Le missile devrait devenir un élément essentiel de la capacité de contre-attaque émergente du Japon, permettant aux forces terrestres d’attaquer les sites de lancement adverses ou d’autres infrastructures militaires hors de portée de nombreuses armes ennemies.
Le ministère de la Défense a accéléré le calendrier de déploiement d’environ un an, invoquant la nécessité de renforcer la dissuasion face aux défis sécuritaires régionaux croissants.
Malgré la logique stratégique de ces déploiements, ils ont suscité une controverse au niveau local.
Les habitants et les groupes civiques de Kumamoto ont organisé des manifestations devant le camp Kengun après la livraison d’équipements liés aux missiles à la base au début du 9 mars. Les manifestants ont averti que le déploiement de missiles à plus longue portée pourrait faire de la zone une cible en cas de conflit.
Les responsables locaux ont également exprimé leur frustration face à l’absence de notification préalable. Le maire de Kumamoto, Onishi Kazufumi, a déclaré que la gestion du processus par le ministère de la Défense avait miné la confiance du public et accru l’anxiété des habitants.
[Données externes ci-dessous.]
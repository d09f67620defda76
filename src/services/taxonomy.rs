//! Derived taxonomy queries
//!
//! Read-only set computations over the relation repositories. Both queries
//! are recomputed from scratch on every call — no caching — and cost is
//! linear in the number of contacts, which is fine at the hundreds-to-
//! low-thousands scale this store targets.

use std::collections::HashSet;

use anyhow::Result;

use crate::store::DossierStore;

/// Cap for the "enumerate everything" scans. Far above any realistic
/// personal contact list.
const SCAN_LIMIT: usize = 100_000;

/// Contacts with no category join at all.
pub fn unsorted_contact_ids(store: &DossierStore) -> Result<Vec<String>> {
    let all = store.search_contacts("", SCAN_LIMIT)?;
    let mut out = Vec::new();
    for contact in all {
        if store.list_categories_for_contact(&contact.id)?.is_empty() {
            out.push(contact.id);
        }
    }
    Ok(out)
}

/// Contacts linked to the category but to none of its subcategories — the
/// set still waiting to be refined one level down.
pub fn contacts_needing_refinement(store: &DossierStore, category_id: &str) -> Result<Vec<String>> {
    let subcategory_ids: HashSet<String> = store
        .list_subcategories(category_id)?
        .into_iter()
        .map(|s| s.id)
        .collect();

    let in_category = store.contacts_in_category(category_id, SCAN_LIMIT, 0)?;

    let mut out = Vec::new();
    for contact_id in in_category {
        let links = store.list_subcategories_for_contact(&contact_id)?;
        let refined = links
            .iter()
            .any(|l| subcategory_ids.contains(&l.subcategory_id));
        if !refined {
            out.push(contact_id);
        }
    }
    Ok(out)
}
//! Social profile command implementations

use anyhow::Result;
use uuid::Uuid;

use crate::model::{now_iso, ProfileSource, SocialProfile};
use crate::store::DossierStore;

use super::resolve_contact;

pub fn list(store: &DossierStore, contact_query: &str) -> Result<()> {
    let contact = resolve_contact(store, contact_query)?;
    let profiles = store.list_profiles_by_contact(&contact.id)?;

    if profiles.is_empty() {
        println!("No profiles attached to '{}'.", contact.display_name());
        return Ok(());
    }

    println!("{:<10} {:<10} {:<40} {}", "ID", "Source", "URL", "Last checked");
    println!("{}", "-".repeat(85));
    for p in profiles {
        println!(
            "{:<10} {:<10} {:<40} {}",
            &p.id[..8.min(p.id.len())],
            p.source.as_str(),
            p.url,
            p.last_checked_at.as_deref().unwrap_or("-"),
        );
    }
    Ok(())
}

pub fn attach(store: &DossierStore, contact_query: &str, url: String, source: &str) -> Result<()> {
    let contact = resolve_contact(store, contact_query)?;
    let source: ProfileSource = source.parse()?;

    let profile = SocialProfile {
        id: Uuid::new_v4().to_string(),
        contact_id: contact.id.clone(),
        source,
        url: url.clone(),
        fields_json: "{}".to_string(),
        added_at: now_iso(),
        last_checked_at: None,
    };
    store.upsert_profile(&profile)?;
    println!(
        "Attached {} profile to '{}': {}",
        source.as_str(),
        contact.display_name(),
        url
    );
    Ok(())
}

pub fn detach(store: &DossierStore, id: &str) -> Result<()> {
    store.delete_profile(id)?;
    println!("Removed profile {}", id);
    Ok(())
}
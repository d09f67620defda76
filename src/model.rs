//! Domain entity types
//!
//! Ids are opaque UUID strings generated by callers at creation time and
//! never reused. Timestamps are ISO-8601 strings: they arrive from external
//! sources (device imports, scraped profiles) and may be malformed, so
//! parsing is deferred to the point of use.

use std::str::FromStr;

use chrono::{SecondsFormat, Utc};
use serde::{Deserialize, Serialize};
use thiserror::Error;

/// Current time as an ISO-8601 string, the wire format for every timestamp.
pub fn now_iso() -> String {
    Utc::now().to_rfc3339_opts(SecondsFormat::Millis, true)
}

#[derive(Debug, Error)]
#[error("unrecognized {kind}: '{value}'")]
pub struct ParseEnumError {
    kind: &'static str,
    value: String,
}

/// Interaction channel
#[derive(Debug, Clone, Copy, PartialEq, Eq, Serialize, Deserialize)]
#[serde(rename_all = "lowercase")]
pub enum Channel {
    Meeting,
    Call,
    Chat,
    Email,
    Other,
}

impl Channel {
    pub fn as_str(&self) -> &'static str {
        match self {
            Channel::Meeting => "meeting",
            Channel::Call => "call",
            Channel::Chat => "chat",
            Channel::Email => "email",
            Channel::Other => "other",
        }
    }
}

impl FromStr for Channel {
    type Err = ParseEnumError;

    fn from_str(s: &str) -> Result<Self, Self::Err> {
        match s {
            "meeting" => Ok(Channel::Meeting),
            "call" => Ok(Channel::Call),
            "chat" => Ok(Channel::Chat),
            "email" => Ok(Channel::Email),
            "other" => Ok(Channel::Other),
            _ => Err(ParseEnumError {
                kind: "channel",
                value: s.to_string(),
            }),
        }
    }
}

/// Where a social profile was found
#[derive(Debug, Clone, Copy, PartialEq, Eq, Serialize, Deserialize)]
#[serde(rename_all = "lowercase")]
pub enum ProfileSource {
    Linkedin,
    Facebook,
    Telegram,
    Github,
    Website,
    Other,
}

impl ProfileSource {
    pub fn as_str(&self) -> &'static str {
        match self {
            ProfileSource::Linkedin => "linkedin",
            ProfileSource::Facebook => "facebook",
            ProfileSource::Telegram => "telegram",
            ProfileSource::Github => "github",
            ProfileSource::Website => "website",
            ProfileSource::Other => "other",
        }
    }
}

impl FromStr for ProfileSource {
    type Err = ParseEnumError;

    fn from_str(s: &str) -> Result<Self, Self::Err> {
        match s {
            "linkedin" => Ok(ProfileSource::Linkedin),
            "facebook" => Ok(ProfileSource::Facebook),
            "telegram" => Ok(ProfileSource::Telegram),
            "github" => Ok(ProfileSource::Github),
            "website" => Ok(ProfileSource::Website),
            "other" => Ok(ProfileSource::Other),
            _ => Err(ParseEnumError {
                kind: "profile source",
                value: s.to_string(),
            }),
        }
    }
}

/// Reminder kind
#[derive(Debug, Clone, Copy, PartialEq, Eq, Serialize, Deserialize)]
#[serde(rename_all = "camelCase")]
pub enum ReminderKind {
    Birthday,
    Followup,
    NextStep,
}

impl ReminderKind {
    pub fn as_str(&self) -> &'static str {
        match self {
            ReminderKind::Birthday => "birthday",
            ReminderKind::Followup => "followup",
            ReminderKind::NextStep => "nextStep",
        }
    }
}

impl FromStr for ReminderKind {
    type Err = ParseEnumError;

    fn from_str(s: &str) -> Result<Self, Self::Err> {
        match s {
            "birthday" => Ok(ReminderKind::Birthday),
            "followup" => Ok(ReminderKind::Followup),
            "nextStep" => Ok(ReminderKind::NextStep),
            _ => Err(ParseEnumError {
                kind: "reminder kind",
                value: s.to_string(),
            }),
        }
    }
}

/// Category kind. `Simple` categories hold contacts directly; the other
/// kinds are refined through subcategories.
#[derive(Debug, Clone, Copy, PartialEq, Eq, Serialize, Deserialize)]
#[serde(rename_all = "lowercase")]
pub enum CategoryKind {
    Simple,
    Fixed,
    Org,
    Interest,
}

impl CategoryKind {
    pub fn as_str(&self) -> &'static str {
        match self {
            CategoryKind::Simple => "simple",
            CategoryKind::Fixed => "fixed",
            CategoryKind::Org => "org",
            CategoryKind::Interest => "interest",
        }
    }

    /// Whether contacts in this category are expected to be refined into
    /// subcategories.
    pub fn has_subcategories(&self) -> bool {
        !matches!(self, CategoryKind::Simple)
    }
}

impl FromStr for CategoryKind {
    type Err = ParseEnumError;

    fn from_str(s: &str) -> Result<Self, Self::Err> {
        match s {
            "simple" => Ok(CategoryKind::Simple),
            "fixed" => Ok(CategoryKind::Fixed),
            "org" => Ok(CategoryKind::Org),
            "interest" => Ok(CategoryKind::Interest),
            _ => Err(ParseEnumError {
                kind: "category kind",
                value: s.to_string(),
            }),
        }
    }
}

/// A person in the dossier. No uniqueness is enforced on names or phones;
/// duplicate people are possible and left to the user to resolve.
#[derive(Debug, Clone, Serialize, Deserialize)]
#[serde(rename_all = "camelCase")]
pub struct Contact {
    pub id: String,
    pub first_name: String,
    pub last_name: String,
    pub middle_name: Option<String>,
    pub phones: Vec<String>,
    pub emails: Vec<String>,
    pub organization: Option<String>,
    pub position: Option<String>,
    pub birthday: Option<String>,
    pub photo_uri: Option<String>,
    pub notes: Option<String>,
    pub tags: Vec<String>,
    pub created_at: String,
    pub updated_at: String,
    pub last_interaction_at: Option<String>,
}

impl Contact {
    /// Blank contact with only identity and timestamps filled in.
    pub fn new(id: impl Into<String>, now: &str) -> Self {
        Self {
            id: id.into(),
            first_name: String::new(),
            last_name: String::new(),
            middle_name: None,
            phones: Vec::new(),
            emails: Vec::new(),
            organization: None,
            position: None,
            birthday: None,
            photo_uri: None,
            notes: None,
            tags: Vec::new(),
            created_at: now.to_string(),
            updated_at: now.to_string(),
            last_interaction_at: None,
        }
    }

    pub fn display_name(&self) -> String {
        let name = format!("{} {}", self.first_name, self.last_name);
        let name = name.trim();
        if name.is_empty() {
            "(unnamed)".to_string()
        } else {
            name.to_string()
        }
    }
}

/// A social profile linked to a contact. Several per contact are allowed;
/// the store does not deduplicate by URL.
#[derive(Debug, Clone, Serialize, Deserialize)]
#[serde(rename_all = "camelCase")]
pub struct SocialProfile {
    pub id: String,
    pub contact_id: String,
    pub source: ProfileSource,
    pub url: String,
    /// Cached JSON of the fields last scraped from the profile page.
    pub fields_json: String,
    pub added_at: String,
    pub last_checked_at: Option<String>,
}

/// A logged touchpoint with a contact. Append-mostly; updates allowed but
/// rare.
#[derive(Debug, Clone, Serialize, Deserialize)]
#[serde(rename_all = "camelCase")]
pub struct Interaction {
    pub id: String,
    pub contact_id: String,
    pub date: String,
    pub channel: Channel,
    /// Free-text qualifier when the channel is `Other`.
    pub channel_note: Option<String>,
    pub duration_minutes: Option<i64>,
    pub summary: Option<String>,
    /// Subjective usefulness, 1..=5.
    pub usefulness: Option<i64>,
    pub keep_in_touch: bool,
    pub ally_potential: bool,
    pub next_step: Option<String>,
    pub next_step_due: Option<String>,
    pub next_step_done: bool,
}

/// A dated prompt to act. Optionally tied to a contact, but not
/// foreign-key enforced: reminders outlive the records they reference.
#[derive(Debug, Clone, Serialize, Deserialize)]
#[serde(rename_all = "camelCase")]
pub struct Reminder {
    pub id: String,
    pub contact_id: Option<String>,
    pub title: String,
    pub kind: ReminderKind,
    pub due_at: String,
    pub done: bool,
}

/// Derived and user-set scores, one row per contact.
///
/// `completeness` and `warmth` are recomputed by the scoring services on
/// every relevant mutation; `value_score` is set by the user and never
/// derived.
#[derive(Debug, Clone, Serialize, Deserialize)]
#[serde(rename_all = "camelCase")]
pub struct Scores {
    pub contact_id: String,
    pub completeness: i64,
    pub warmth: i64,
    pub value_score: i64,
}

impl Scores {
    /// Initial scores for a contact that has none yet.
    pub fn initial(contact_id: impl Into<String>, completeness: i64) -> Self {
        Self {
            contact_id: contact_id.into(),
            completeness,
            warmth: 0,
            value_score: 3,
        }
    }
}

/// A taxonomy bucket for contacts.
#[derive(Debug, Clone, Serialize, Deserialize)]
#[serde(rename_all = "camelCase")]
pub struct Category {
    pub id: String,
    pub name: String,
    pub kind: CategoryKind,
    pub created_at: String,
    pub updated_at: String,
}

/// A named refinement within a category. Name uniqueness within the
/// category (case-insensitive) is enforced by callers at creation time.
#[derive(Debug, Clone, Serialize, Deserialize)]
#[serde(rename_all = "camelCase")]
pub struct Subcategory {
    pub id: String,
    pub category_id: String,
    pub name: String,
    pub sort_order: Option<i64>,
    pub created_at: String,
    pub updated_at: String,
}

/// One edge of the contact↔category relation. At most one per
/// (contact, category) pair.
#[derive(Debug, Clone, Serialize, Deserialize)]
#[serde(rename_all = "camelCase")]
pub struct ContactCategory {
    pub id: String,
    pub contact_id: String,
    pub category_id: String,
    pub created_at: String,
}

/// One edge of the contact↔subcategory relation. At most one per
/// (contact, subcategory) pair.
#[derive(Debug, Clone, Serialize, Deserialize)]
#[serde(rename_all = "camelCase")]
pub struct ContactSubcategory {
    pub id: String,
    pub contact_id: String,
    pub subcategory_id: String,
    pub created_at: String,
}

#[cfg(test)]
mod tests {
    use super::*;

    #[test]
    fn test_enum_round_trip() {
        for channel in [
            Channel::Meeting,
            Channel::Call,
            Channel::Chat,
            Channel::Email,
            Channel::Other,
        ] {
            assert_eq!(channel.as_str().parse::<Channel>().unwrap(), channel);
        }
        assert!("sms".parse::<Channel>().is_err());
        assert_eq!(
            "nextStep".parse::<ReminderKind>().unwrap(),
            ReminderKind::NextStep
        );
    }

    #[test]
    fn test_display_name_fallbacks() {
        let mut c = Contact::new("c1", "2024-01-01T00:00:00Z");
        assert_eq!(c.display_name(), "(unnamed)");
        c.first_name = "Ada".to_string();
        assert_eq!(c.display_name(), "Ada");
        c.last_name = "Lovelace".to_string();
        assert_eq!(c.display_name(), "Ada Lovelace");
    }
}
Le ministère prévoit d’organiser une séance d’information et une exposition d’équipement pour les gouvernements locaux et les représentants communautaires le 17 mars au Camp Kengun. Aucune réunion explicative similaire n’est prévue jusqu’à présent pour le déploiement du HVGP au Camp Fuji.
Le HVGP et le missile Type 12 amélioré ne sont qu’une partie d’un effort plus large visant à construire une capacité de frappe à plus longue portée.
Le Japon prévoit d’acquérir ou de développer huit types de missiles à plus longue portée, notamment des systèmes produits localement et des armes étrangères. Parmi eux figurent des missiles de croisière Tomahawk de fabrication américaine, que la Force d’autodéfense maritime japonaise envisage de déployer sur des destroyers Aegis modifiés.
Ensemble, ces systèmes donneront au Japon la capacité de frapper des cibles bien au-delà de son territoire immédiat pour la première fois depuis l’après-guerre.
Pour Tokyo, l’introduction de missiles à plus longue portée reflète un changement stratégique plus large : de s’appuyer principalement sur la défense antimissile et la protection du territoire vers le renforcement de la capacité de perturber les attaques ennemies à leur source.
La manière dont le Japon concilie cette posture militaire en évolution avec les préoccupations intérieures et la stabilité régionale façonnera probablement la prochaine phase de sa politique de défense.